_DATA EXCERPTS_:
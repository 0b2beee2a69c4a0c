//! Chat completion capability domain models and traits

mod message;
mod provider;
mod request;
mod response;

pub use message::{Message, MessageRole};
pub use provider::LlmProvider;
pub use request::{LlmRequest, LlmRequestBuilder};
pub use response::{FinishReason, LlmResponse, TokenUsage};

#[cfg(test)]
pub use provider::mock::MockLlmProvider;
//! Grounded prompt assembly

mod assembler;
mod config;

pub use assembler::{AssembledPrompt, PromptAssembler, PromptContext, CHUNK_SEPARATOR};
pub use config::{
    render_instruction, PromptConfig, DEFAULT_APOLOGY, DEFAULT_FALLBACK_ANSWER,
    DEFAULT_SYSTEM_INSTRUCTION, FALLBACK_PLACEHOLDER,
};
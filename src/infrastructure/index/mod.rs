//! Vector index infrastructure: snapshot stores, active pointer, builder

mod active;
mod builder;
mod file_store;
mod in_memory_store;

pub use active::{ActiveIndex, IndexStatus};
pub use builder::{BuildReport, IndexBuilder, IndexBuilderConfig};
pub use file_store::FileSnapshotStore;
pub use in_memory_store::InMemorySnapshotStore;
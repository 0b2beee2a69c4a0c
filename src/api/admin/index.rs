//! Index status and rebuild endpoints

use axum::extract::State;
use tracing::{info, warn};

use crate::api::state::AppState;
use crate::api::types::{ApiError, Json};
use crate::domain::DomainError;
use crate::infrastructure::index::BuildReport;
use crate::infrastructure::services::IndexOverview;

/// GET /admin/index
pub async fn get_index_status(State(state): State<AppState>) -> Json<IndexOverview> {
    Json(state.index_service.overview())
}

/// POST /admin/index/rebuild
///
/// Runs the build to completion; the previous snapshot keeps serving
/// queries until the new one is published. 409 while another build runs.
pub async fn rebuild_index(
    State(state): State<AppState>,
) -> Result<Json<BuildReport>, ApiError> {
    info!("Index rebuild requested");

    match state.index_service.rebuild().await {
        Ok(report) => Ok(Json(report)),
        Err(e @ DomainError::Conflict { .. }) => {
            info!("Rebuild rejected, a build is already running");
            Err(e.into())
        }
        Err(e) => {
            warn!(error = %e, "Index rebuild failed");
            Err(e.into())
        }
    }
}
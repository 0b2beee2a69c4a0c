//! Embedding capability implementations

mod embedder;
mod openai;

pub use embedder::{Embedder, DEFAULT_EMBEDDING_TIMEOUT};
pub use openai::OpenAiEmbeddingProvider;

_TASK TO COMPLETE_: Transcribe the data above so that every line matches exactly.

_EXERCISE SOLUTION_:
repository 0b2beee2a69c4a0c
//! Chat completion capability domain models and traits

mod message;
mod provider;
mod request;
mod response;

pub use message::{Message, MessageRole};
pub use provider::LlmProvider;
pub use request::{LlmRequest, LlmRequestBuilder};
pub use response::{FinishReason, LlmResponse, TokenUsage};

#[cfg(test)]
pub use provider::mock::MockLlmProvider;
//! Grounded prompt assembly

mod assembler;
mod config;

pub use assembler::{AssembledPrompt, PromptAssembler, PromptContext, CHUNK_SEPARATOR};
pub use config::{
    render_instruction, PromptConfig, DEFAULT_APOLOGY, DEFAULT_FALLBACK_ANSWER,
    DEFAULT_SYSTEM_INSTRUCTION, FALLBACK_PLACEHOLDER,
};
filename src/infrastructure/index/mod.rs
//! Vector index infrastructure: snapshot stores, active pointer, builder

mod active;
mod builder;
mod file_store;
mod in_memory_store;

pub use active::{ActiveIndex, IndexStatus};
pub use builder::{BuildReport, IndexBuilder, IndexBuilderConfig};
pub use file_store::FileSnapshotStore;
pub use in_memory_store::InMemorySnapshotStore;
repository 0b2beee2a69c4a0c
filename src/api/admin/index.rs
//! Index status and rebuild endpoints

use axum::extract::State;
use tracing::{info, warn};

use crate::api::state::AppState;
use crate::api::types::{ApiError, Json};
use crate::domain::DomainError;
use crate::infrastructure::index::BuildReport;
use crate::infrastructure::services::IndexOverview;

/// GET /admin/index
pub async fn get_index_status(State(state): State<AppState>) -> Json<IndexOverview> {
    Json(state.index_service.overview())
}

/// POST /admin/index/rebuild
///
/// Runs the build to completion; the previous snapshot keeps serving
/// queries until the new one is published. 409 while another build runs.
pub async fn rebuild_index(
    State(state): State<AppState>,
) -> Result<Json<BuildReport>, ApiError> {
    info!("Index rebuild requested");

    match state.index_service.rebuild().await {
        Ok(report) => Ok(Json(report)),
        Err(e @ DomainError::Conflict { .. }) => {
            info!("Rebuild rejected, a build is already running");
            Err(e.into())
        }
        Err(e) => {
            warn!(error = %e, "Index rebuild failed");
            Err(e.into())
        }
    }
}
repository 0b2beee2a69c4a0c
//! Embedding capability implementations

mod embedder;
mod openai;

pub use embedder::{Embedder, DEFAULT_EMBEDDING_TIMEOUT};
pub use openai::OpenAiEmbeddingProvider;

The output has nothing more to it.